What is Inventory Management? Definition & Overview

What is Inventory Management?

What is Inventory Management?

A management right help to support the production process and meet customer needs in a timely manners. Consequently, with the right policy, the company can maximize profits.

OBJECTIVES OF THE STOCK MANAGEMENT POLICY

The fundamental objective of inventory management is to guarantee production processes and reduce associated costs. The purpose is to generate profits, to guarantee the stability of the operations. Consider the policy objectives:

  • Establish the exact amount of stock available at any given time.
  • Identify the amount of inventory to be purchased shortly.
  • Determine the optimal delivery time for orders.

COMPETITIVE ADVANTAGES

The management consists of the calculation of the stock indices, the control of the actual volumes, and the timely replenishment of the stocks. A well-functioning policy is necessary to achieve the following competitive advantages :

  • Decrease in losses derived from the shortage of raw materials.
  • Reduction of excess stocks.
  • Increased turnover rate.
  • Reduction of the company’s costs for stock storage.
  • Optimization of taxation.
  • Reduction of losses due to deterioration or depreciation of reserves can be determined through a quantity surveyor report.

STOCK MANAGEMENT PROCEDURE

Stock management is a specific procedure that involves the following protocol:

  • Analysis of the inventory volume of the previous period. During this stage, the really necessary supply volume is established. In addition, the effectiveness of its use is established.
  • The objectives for the use of the reserves are determined. For example, it can be the maximum supply of production at the moment, setting the size of the supply in the seasonal period.
  • Optimization of the number of reserves for the main production. In other words, the magnitude that is needed is determined.

MANAGE THE OPTIMAL STOCK SIZE

If optimization runs incorrectly, it can lead to these negative points:

  • Lack of funds to support product that is in circulation.
  • Alteration of the normal functioning of warehouses.
  • Claims from clients and consumers.
  • Expiration of the useful life of the products.

These criteria should guide when establishing the optimal volume:

  • The manufacturer’s pricing policy.
  • Specificities of the acquisition and sale of products.
  • External factors. Above all, the competition.

Overstock should not be allowed. This can lead to the following negative consequences:

  • Increased storage costs.
  • Excessive property tax increase.
  • Risk of no income from surplus products.
  • Expiration of useful life.

The insufficiency of production, in turn, causes these consequences:

  • Suspension of the production process.
  • Sales size reduction.
  • The need to urgently purchase additional raw materials under unfavorable conditions.

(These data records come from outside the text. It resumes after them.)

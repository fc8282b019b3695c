// ==========================================
// 考勤会话流程测试（模拟后端）
// ==========================================
// 职责: 验证 过期结果丢弃、提交在途编辑、批量设置确认、离开拦截、重新登录
// ==========================================


mod helpers;

use helpers::mock_backend::{BackendCall, MockBackend};
use school_attendance::app::{
    ApplyOutcome, AttendanceSession, ExitOutcome, SessionPhase, SubmitOutcome,
};
use school_attendance::config::ClientConfig;
use school_attendance::{
    AttendanceStatus, BackendError, EditError, ExitDecision, ExitReason, ExitResolution,
    FetchError, SessionError, StaticCredentialProvider, SubmitError,
};
use std::sync::Arc;
use test_helpers::{date, scenario_date, services_for, services_with, CLASS_ID, TOKEN};

async fn ready_session(backend: Arc<MockBackend>) -> AttendanceSession {
    school_attendance::logging::init_test();
    let mut session = AttendanceSession::new(services_for(backend));
    session.load(CLASS_ID, scenario_date()).await.unwrap();
    session
}

// ==========================================
// 过期加载结果
// ==========================================

#[tokio::test]
async fn test_stale_load_result_is_discarded() {
    let backend = Arc::new(MockBackend::new());
    let mut session = AttendanceSession::new(services_for(backend));
    let services = session.services();

    let old_ticket = session.begin_load(CLASS_ID, date(2024, 2, 29)).unwrap();
    let old_result = services.fetch_both(&old_ticket.class_id, old_ticket.date).await;

    // 用户在旧结果返回前换了日期
    let new_ticket = session.begin_load(CLASS_ID, scenario_date()).unwrap();
    let new_result = services.fetch_both(&new_ticket.class_id, new_ticket.date).await;

    assert_eq!(
        session.apply_load(&old_ticket, old_result).unwrap(),
        ApplyOutcome::Discarded
    );
    assert_eq!(session.phase(), SessionPhase::Loading);
    assert!(session.working_set().is_none());

    assert_eq!(
        session.apply_load(&new_ticket, new_result).unwrap(),
        ApplyOutcome::Applied
    );
    assert_eq!(session.working_set().unwrap().date(), scenario_date());
}

#[tokio::test]
async fn test_late_result_after_teardown_is_discarded() {
    let backend = Arc::new(MockBackend::new());
    let mut session = AttendanceSession::new(services_for(backend));
    let services = session.services();

    let ticket = session.begin_load(CLASS_ID, scenario_date()).unwrap();
    session.teardown();
    let result = services.fetch_both(&ticket.class_id, ticket.date).await;

    assert_eq!(session.apply_load(&ticket, result).unwrap(), ApplyOutcome::Discarded);
    assert!(session.working_set().is_none());
    assert_eq!(session.phase(), SessionPhase::Closed);
}

// ==========================================
// 加载失败与重试
// ==========================================

#[tokio::test]
async fn test_record_failure_builds_no_working_set_then_retry() {
    let backend = Arc::new(MockBackend::new());
    backend.set_record(Err(BackendError::Unreachable("offline".to_string())));
    let mut session = AttendanceSession::new(services_for(backend.clone()));

    let err = session.load(CLASS_ID, scenario_date()).await.unwrap_err();
    assert_eq!(
        err,
        SessionError::Fetch(FetchError::NetworkUnreachable("offline".to_string()))
    );
    assert_eq!(session.phase(), SessionPhase::LoadFailed);
    assert!(session.working_set().is_none());
    assert!(session.last_load_error().is_some());
    assert!(!session.requires_reauthentication());

    backend.set_record(Err(BackendError::NotFound));
    let ticket = session.retry_load().unwrap();
    let result = session.services().fetch_both(&ticket.class_id, ticket.date).await;
    assert_eq!(session.apply_load(&ticket, result).unwrap(), ApplyOutcome::Applied);
    assert_eq!(session.working_set().unwrap().len(), 2);
    assert!(session.last_load_error().is_none());

    // 重试时两路都重新读取
    let fetches = backend
        .calls()
        .into_iter()
        .filter(|c| matches!(c, BackendCall::FetchRoster(_)))
        .count();
    assert_eq!(fetches, 2);
}

#[tokio::test]
async fn test_switching_date_with_unsaved_edits_is_refused() {
    let backend = Arc::new(MockBackend::new());
    let mut session = ready_session(backend).await;
    session.set_status("s1", AttendanceStatus::Present).unwrap();

    assert_eq!(
        session.begin_load(CLASS_ID, date(2024, 3, 2)).unwrap_err(),
        SessionError::UnsavedChanges
    );
    assert_eq!(session.working_set().unwrap().date(), scenario_date());

    session.discard_changes().unwrap();
    assert!(session.begin_load(CLASS_ID, date(2024, 3, 2)).is_ok());
}

#[tokio::test]
async fn test_blank_class_id_is_refused_before_loading() {
    let backend = Arc::new(MockBackend::new());
    let mut session = AttendanceSession::new(services_for(backend.clone()));

    assert_eq!(
        session.begin_load("  ", scenario_date()).unwrap_err(),
        SessionError::Fetch(FetchError::NotFound)
    );
    assert_eq!(session.phase(), SessionPhase::Idle);
    assert!(backend.calls().is_empty());
}

#[tokio::test]
async fn test_padded_class_id_is_normalized_for_both_fetches() {
    let backend = Arc::new(MockBackend::new());
    let mut session = AttendanceSession::new(services_for(backend.clone()));

    let ws = session.load("\tC1 ", scenario_date()).await.unwrap();
    assert_eq!(ws.class_id(), CLASS_ID);

    let mut calls = backend.calls();
    calls.sort_by_key(|c| matches!(c, BackendCall::FetchRecord(..)));
    assert_eq!(
        calls,
        vec![
            BackendCall::FetchRoster(CLASS_ID.to_string()),
            BackendCall::FetchRecord(CLASS_ID.to_string(), scenario_date()),
        ]
    );
}

// ==========================================
// 放弃修改
// ==========================================

#[tokio::test]
async fn test_discard_restores_loaded_values() {
    let backend = Arc::new(MockBackend::new());
    let mut session = ready_session(backend.clone()).await;
    let loaded = session.working_set().unwrap().clone();

    session.set_status("s2", AttendanceStatus::Late).unwrap();
    session.set_remarks("s2", "bus delay").unwrap();
    session.discard_changes().unwrap();

    let ws = session.working_set().unwrap();
    assert_eq!(ws, &loaded);
    let s2 = ws.entry("s2").unwrap();
    assert_eq!(
        (s2.status(), s2.remarks(), s2.is_dirty()),
        (AttendanceStatus::Absent, "", false)
    );

    assert_eq!(
        session.save().await.unwrap_err(),
        SessionError::Submit(SubmitError::NoChanges)
    );
    assert!(backend.write_calls().is_empty());
}

#[tokio::test]
async fn test_discard_after_save_restores_saved_values() {
    let backend = Arc::new(MockBackend::new());
    let mut session = ready_session(backend).await;
    session.set_status("s1", AttendanceStatus::Present).unwrap();
    session.save().await.unwrap();

    session.set_status("s1", AttendanceStatus::Late).unwrap();
    session.set_remarks("s1", "clinic").unwrap();
    session.discard_changes().unwrap();

    let ws = session.working_set().unwrap();
    assert_eq!(ws.existing_record_id(), Some("rec-1"));
    let s1 = ws.entry("s1").unwrap();
    assert_eq!(
        (s1.status(), s1.remarks(), s1.is_dirty()),
        (AttendanceStatus::Present, "", false)
    );
}

#[tokio::test]
async fn test_discard_after_in_flight_edit_reverts_to_submitted_values() {
    let backend = Arc::new(MockBackend::new());
    let mut session = ready_session(backend).await;
    session.set_status("s1", AttendanceStatus::Present).unwrap();

    let ticket = session.begin_submit().unwrap();
    session.set_status("s2", AttendanceStatus::Late).unwrap();
    let result = session.services().submission.submit(&ticket.snapshot).await;
    session.finish_submit(&ticket, result).unwrap();
    assert!(session.is_dirty());

    // 回到已提交的快照：s1 保留已保存的值，s2 的在途编辑被撤销
    session.discard_changes().unwrap();
    let ws = session.working_set().unwrap();
    assert_eq!(ws.entry("s1").unwrap().status(), AttendanceStatus::Present);
    assert_eq!(ws.entry("s2").unwrap().status(), AttendanceStatus::Absent);
    assert!(!ws.is_dirty());
}

// ==========================================
// 提交在途时继续编辑
// ==========================================

#[tokio::test]
async fn test_edit_during_submit_stays_dirty() {
    let backend = Arc::new(MockBackend::new());
    let mut session = ready_session(backend.clone()).await;
    session.set_status("s1", AttendanceStatus::Present).unwrap();
    session.set_status("s2", AttendanceStatus::Late).unwrap();

    let ticket = session.begin_submit().unwrap();
    // 提交发出后用户又改了 s2
    session.set_remarks("s2", "bus delay").unwrap();
    let result = session.services().submission.submit(&ticket.snapshot).await;

    let outcome = session.finish_submit(&ticket, result).unwrap();
    assert_eq!(
        outcome,
        SubmitOutcome::Saved {
            record_id: "rec-1".to_string(),
            created: true
        }
    );

    let ws = session.working_set().unwrap();
    assert_eq!(ws.existing_record_id(), Some("rec-1"));
    assert!(!ws.entry("s1").unwrap().is_dirty());
    let s2 = ws.entry("s2").unwrap();
    assert!(s2.is_dirty());
    assert_eq!(s2.remarks(), "bus delay");

    // 再次保存走更新
    match session.save().await.unwrap() {
        SubmitOutcome::Saved { record_id, created } => {
            assert_eq!(record_id, "rec-1");
            assert!(!created);
        }
        other => panic!("Expected Saved, got {:?}", other),
    }
    assert!(!session.is_dirty());
    assert!(matches!(
        backend.write_calls().last(),
        Some(BackendCall::Update(_, id, _)) if id == "rec-1"
    ));
}

#[tokio::test]
async fn test_submit_result_after_teardown_is_discarded() {
    let backend = Arc::new(MockBackend::new());
    let mut session = ready_session(backend).await;
    session.set_status("s1", AttendanceStatus::Present).unwrap();

    let ticket = session.begin_submit().unwrap();
    let result = session.services().submission.submit(&ticket.snapshot).await;
    session.teardown();

    assert_eq!(
        session.finish_submit(&ticket, result).unwrap(),
        SubmitOutcome::Discarded
    );
}

#[tokio::test]
async fn test_unauthorized_submit_keeps_edits_and_requests_login() {
    let backend = Arc::new(MockBackend::new());
    backend.fail_writes(Some(BackendError::Unauthorized));
    let mut session = ready_session(backend).await;
    session.set_status("s2", AttendanceStatus::Late).unwrap();

    let err = session.save().await.unwrap_err();
    assert_eq!(err, SessionError::Submit(SubmitError::Unauthorized));
    assert!(session.requires_reauthentication());
    assert!(session.is_dirty());
    assert_eq!(
        session.working_set().unwrap().entry("s2").unwrap().status(),
        AttendanceStatus::Late
    );
}

// ==========================================
// 批量设置
// ==========================================

#[tokio::test]
async fn test_bulk_prompt_counts_and_confirmation() {
    let backend = Arc::new(MockBackend::new());
    let mut session = ready_session(backend).await;
    session.set_status("s2", AttendanceStatus::Late).unwrap();
    session.set_remarks("s2", "bus delay").unwrap();

    let prompt = session.request_bulk_status(AttendanceStatus::Present).unwrap();
    assert_eq!(prompt.affected, 2);
    assert_eq!(prompt.overwrites_unsaved, 1);
    // 提示本身不修改工作集
    assert_eq!(
        session.working_set().unwrap().entry("s1").unwrap().status(),
        AttendanceStatus::Absent
    );

    assert_eq!(session.confirm_bulk_status(&prompt).unwrap(), ApplyOutcome::Applied);
    let ws = session.working_set().unwrap();
    assert!(ws
        .entries()
        .iter()
        .all(|e| e.status() == AttendanceStatus::Present && e.is_dirty()));
    assert_eq!(ws.entry("s2").unwrap().remarks(), "bus delay");
}

#[tokio::test]
async fn test_bulk_prompt_from_previous_load_is_discarded() {
    let backend = Arc::new(MockBackend::new());
    let mut session = ready_session(backend).await;
    let prompt = session.request_bulk_status(AttendanceStatus::Late).unwrap();

    session.load(CLASS_ID, date(2024, 3, 2)).await.unwrap();
    assert_eq!(session.confirm_bulk_status(&prompt).unwrap(), ApplyOutcome::Discarded);
    assert!(!session.is_dirty());
}

// ==========================================
// 备注策略
// ==========================================

#[tokio::test]
async fn test_overlong_remarks_leave_set_unchanged() {
    let backend = Arc::new(MockBackend::new());
    let config = ClientConfig {
        remarks_max_chars: 5,
        ..ClientConfig::default()
    };
    let services = services_with(backend, StaticCredentialProvider::new(TOKEN), &config);
    let mut session = AttendanceSession::new(services);
    session.load(CLASS_ID, scenario_date()).await.unwrap();

    let err = session.set_remarks("s1", "迟到十分钟了").unwrap_err();
    assert_eq!(
        err,
        SessionError::Edit(EditError::RemarksTooLong { max: 5, actual: 6 })
    );
    assert!(!session.is_dirty());

    assert_eq!(
        session.set_status("ghost", AttendanceStatus::Present).unwrap_err(),
        SessionError::Edit(EditError::UnknownStudent("ghost".to_string()))
    );
}

#[tokio::test]
async fn test_remarks_on_unready_or_closed_session() {
    let backend = Arc::new(MockBackend::new());
    let mut session = AttendanceSession::new(services_for(backend.clone()));
    let long = "x".repeat(500);

    assert_eq!(
        session.set_remarks("s1", &long).unwrap_err(),
        SessionError::NotReady
    );

    session.load(CLASS_ID, scenario_date()).await.unwrap();
    session.teardown();
    assert_eq!(
        session.set_remarks("s1", &long).unwrap_err(),
        SessionError::Closed
    );
}

// ==========================================
// 离开拦截
// ==========================================

#[tokio::test]
async fn test_stay_keeps_edits() {
    let backend = Arc::new(MockBackend::new());
    let mut session = ready_session(backend).await;
    session.set_status("s1", AttendanceStatus::Late).unwrap();

    assert_eq!(
        session.request_exit(ExitReason::Redirect).unwrap(),
        ExitDecision::Blocked
    );
    assert_eq!(session.resolve_exit(ExitResolution::Stay).unwrap(), ExitOutcome::Stayed);
    assert!(session.is_dirty());
    assert_eq!(session.pending_exit(), None);
    assert_eq!(session.phase(), SessionPhase::Ready);

    assert_eq!(
        session.resolve_exit(ExitResolution::Discard).unwrap_err(),
        SessionError::NoPendingExit
    );
}

#[tokio::test]
async fn test_session_is_closed_after_exit() {
    let backend = Arc::new(MockBackend::new());
    let mut session = ready_session(backend).await;

    assert_eq!(
        session.request_exit(ExitReason::BackAction).unwrap(),
        ExitDecision::Proceed
    );
    assert_eq!(session.phase(), SessionPhase::Closed);
    assert_eq!(
        session.set_status("s1", AttendanceStatus::Present).unwrap_err(),
        SessionError::Closed
    );
    assert_eq!(
        session.request_exit(ExitReason::BackAction).unwrap_err(),
        SessionError::Closed
    );
}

The main consequence of an inappropriate policy is the appearance of lost profits for the company.

ANALYSIS OF DATA

Optimization involves data analysis. The procedure consists of combining the following steps:

  • Analysis of the real demand. If consumers buy 50 units of a product in a store, it does not make sense to buy 200 units. Therefore, it is necessary to accurately analyze the current level of demand for the products. Based on the analysis carried out, the company will be able to buy exactly the number of stocks that it will be able to sell before the future purchase.
  • Calculation of safety stocks. For the calculation, it is necessary to take into account all the factors that affect sales. For example, it could be seasonal demand, consumer behavior. For example, consumers buy on average 1000 units of products per month (this is an average bar), however, in theory, the demand can reach 1,200 units. The optimal safety stock would be 200 units. The calculation can be made based on these strategies: increase profits, reduce purchase volume, reduce storage costs, meet consumer needs.
  • Surplus and deficit analysis. This procedure establishes the current situation. For example, representatives of a company can make a systematic mistake: buying excessive quantities of products. The analysis will ensure the reduction of probable risks.
  •  Product line optimization. Goods with chaotic or stable demand are identified.
  • Management reports. All information is delivered to the address in report mode. The early detection of negative trends allows you to quickly stabilize production, avoiding significant losses.

Inventory management is carried out based on the information collected.